» **Work order**: When you find the line with "time to live." among the records below, reproduce it and each line after it exactly, ending with the line with "pub use location_service::LocationService;".

» **Supplied entries**:
----------
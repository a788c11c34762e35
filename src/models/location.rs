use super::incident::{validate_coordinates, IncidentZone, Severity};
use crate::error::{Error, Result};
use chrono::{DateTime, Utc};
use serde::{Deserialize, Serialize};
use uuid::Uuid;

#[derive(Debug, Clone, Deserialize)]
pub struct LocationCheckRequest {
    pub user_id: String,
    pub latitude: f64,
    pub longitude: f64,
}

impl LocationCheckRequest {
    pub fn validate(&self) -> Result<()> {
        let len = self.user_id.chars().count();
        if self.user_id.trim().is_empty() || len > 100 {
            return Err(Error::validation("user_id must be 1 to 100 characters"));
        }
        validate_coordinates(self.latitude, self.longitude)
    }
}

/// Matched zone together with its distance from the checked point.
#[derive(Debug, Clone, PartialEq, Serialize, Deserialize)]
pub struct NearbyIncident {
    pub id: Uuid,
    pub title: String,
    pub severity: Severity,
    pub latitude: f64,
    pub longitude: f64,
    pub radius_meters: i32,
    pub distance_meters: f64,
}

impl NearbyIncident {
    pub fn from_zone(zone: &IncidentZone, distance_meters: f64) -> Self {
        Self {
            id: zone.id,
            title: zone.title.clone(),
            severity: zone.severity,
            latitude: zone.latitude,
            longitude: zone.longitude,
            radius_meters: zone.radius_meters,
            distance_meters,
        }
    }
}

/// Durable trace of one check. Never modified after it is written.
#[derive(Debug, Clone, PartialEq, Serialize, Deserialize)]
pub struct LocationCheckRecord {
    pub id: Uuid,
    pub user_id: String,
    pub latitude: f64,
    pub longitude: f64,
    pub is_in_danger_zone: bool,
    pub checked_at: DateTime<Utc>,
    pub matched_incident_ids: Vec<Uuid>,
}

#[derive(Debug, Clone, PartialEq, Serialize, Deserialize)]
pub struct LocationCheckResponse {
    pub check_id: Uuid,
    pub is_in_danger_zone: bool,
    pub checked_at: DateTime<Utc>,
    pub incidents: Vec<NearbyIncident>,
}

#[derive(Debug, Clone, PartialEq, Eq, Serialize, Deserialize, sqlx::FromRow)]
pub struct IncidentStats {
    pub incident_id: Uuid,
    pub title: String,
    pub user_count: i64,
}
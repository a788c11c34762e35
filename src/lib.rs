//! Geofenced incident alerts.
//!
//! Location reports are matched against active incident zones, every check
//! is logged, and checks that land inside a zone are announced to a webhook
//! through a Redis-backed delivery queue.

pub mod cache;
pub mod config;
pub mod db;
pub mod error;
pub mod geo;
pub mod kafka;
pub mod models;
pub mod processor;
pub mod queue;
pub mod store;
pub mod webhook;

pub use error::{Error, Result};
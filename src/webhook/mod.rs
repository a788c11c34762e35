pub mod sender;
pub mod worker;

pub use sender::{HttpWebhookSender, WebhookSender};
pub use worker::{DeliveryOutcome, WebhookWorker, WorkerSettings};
----------
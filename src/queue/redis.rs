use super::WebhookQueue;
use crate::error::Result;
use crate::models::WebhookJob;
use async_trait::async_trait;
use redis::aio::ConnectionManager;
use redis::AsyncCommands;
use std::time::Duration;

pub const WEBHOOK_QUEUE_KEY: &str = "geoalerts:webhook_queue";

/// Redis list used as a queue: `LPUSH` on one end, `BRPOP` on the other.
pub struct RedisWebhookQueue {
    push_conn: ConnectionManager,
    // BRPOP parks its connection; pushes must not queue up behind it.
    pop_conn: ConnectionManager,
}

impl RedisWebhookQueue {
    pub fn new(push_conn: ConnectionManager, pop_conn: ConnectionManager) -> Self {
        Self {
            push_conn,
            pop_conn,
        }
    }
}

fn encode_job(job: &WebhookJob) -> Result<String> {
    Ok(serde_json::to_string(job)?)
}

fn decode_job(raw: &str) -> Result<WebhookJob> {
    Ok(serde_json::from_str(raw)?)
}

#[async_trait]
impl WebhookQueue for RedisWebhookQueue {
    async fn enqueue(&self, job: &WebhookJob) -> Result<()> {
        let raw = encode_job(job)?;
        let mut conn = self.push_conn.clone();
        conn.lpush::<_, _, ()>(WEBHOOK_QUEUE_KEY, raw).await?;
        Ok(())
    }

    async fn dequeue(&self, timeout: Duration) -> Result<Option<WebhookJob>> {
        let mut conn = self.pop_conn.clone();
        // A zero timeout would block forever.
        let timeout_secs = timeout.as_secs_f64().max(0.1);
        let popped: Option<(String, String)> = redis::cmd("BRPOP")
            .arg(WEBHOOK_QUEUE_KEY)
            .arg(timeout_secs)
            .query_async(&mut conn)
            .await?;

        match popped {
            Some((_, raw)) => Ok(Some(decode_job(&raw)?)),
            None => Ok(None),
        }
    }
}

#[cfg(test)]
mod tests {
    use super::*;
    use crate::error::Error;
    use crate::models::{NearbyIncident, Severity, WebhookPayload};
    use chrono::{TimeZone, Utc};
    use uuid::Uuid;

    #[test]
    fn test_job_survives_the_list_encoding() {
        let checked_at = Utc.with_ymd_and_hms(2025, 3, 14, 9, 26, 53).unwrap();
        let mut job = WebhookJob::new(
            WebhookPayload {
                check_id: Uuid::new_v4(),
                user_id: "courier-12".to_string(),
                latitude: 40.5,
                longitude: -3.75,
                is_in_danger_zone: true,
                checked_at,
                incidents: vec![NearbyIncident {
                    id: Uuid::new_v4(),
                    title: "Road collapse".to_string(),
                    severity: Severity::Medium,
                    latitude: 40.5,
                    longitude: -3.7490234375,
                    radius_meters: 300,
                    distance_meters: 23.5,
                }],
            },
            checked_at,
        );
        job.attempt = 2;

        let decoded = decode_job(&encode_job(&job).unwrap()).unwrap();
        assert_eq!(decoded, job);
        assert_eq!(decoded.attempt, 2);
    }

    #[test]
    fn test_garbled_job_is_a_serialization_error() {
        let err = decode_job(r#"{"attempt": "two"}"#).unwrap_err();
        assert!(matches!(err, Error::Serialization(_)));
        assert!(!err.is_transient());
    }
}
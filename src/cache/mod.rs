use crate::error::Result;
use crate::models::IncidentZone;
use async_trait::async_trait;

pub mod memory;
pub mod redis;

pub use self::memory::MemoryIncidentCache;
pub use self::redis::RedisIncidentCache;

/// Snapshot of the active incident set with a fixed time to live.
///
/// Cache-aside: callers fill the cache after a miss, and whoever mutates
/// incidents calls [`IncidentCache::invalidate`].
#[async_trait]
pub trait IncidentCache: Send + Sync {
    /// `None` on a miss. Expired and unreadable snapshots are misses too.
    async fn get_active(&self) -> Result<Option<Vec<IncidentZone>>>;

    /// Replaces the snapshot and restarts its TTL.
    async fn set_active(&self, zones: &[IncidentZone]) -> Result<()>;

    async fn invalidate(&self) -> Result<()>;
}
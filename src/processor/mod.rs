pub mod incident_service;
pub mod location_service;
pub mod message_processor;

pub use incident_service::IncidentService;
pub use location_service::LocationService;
----------
» **Written response**:
/// Snapshot of the active incident set with a fixed time to live.
///
/// Cache-aside: callers fill the cache after a miss, and whoever mutates
/// incidents calls [`IncidentCache::invalidate`].
#[async_trait]
pub trait IncidentCache: Send + Sync {
    /// `None` on a miss. Expired and unreadable snapshots are misses too.
    async fn get_active(&self) -> Result<Option<Vec<IncidentZone>>>;

    /// Replaces the snapshot and restarts its TTL.
    async fn set_active(&self, zones: &[IncidentZone]) -> Result<()>;

    async fn invalidate(&self) -> Result<()>;
}
filename src/processor/mod.rs
pub mod incident_service;
pub mod location_service;
pub mod message_processor;

pub use incident_service::IncidentService;
pub use location_service::LocationService;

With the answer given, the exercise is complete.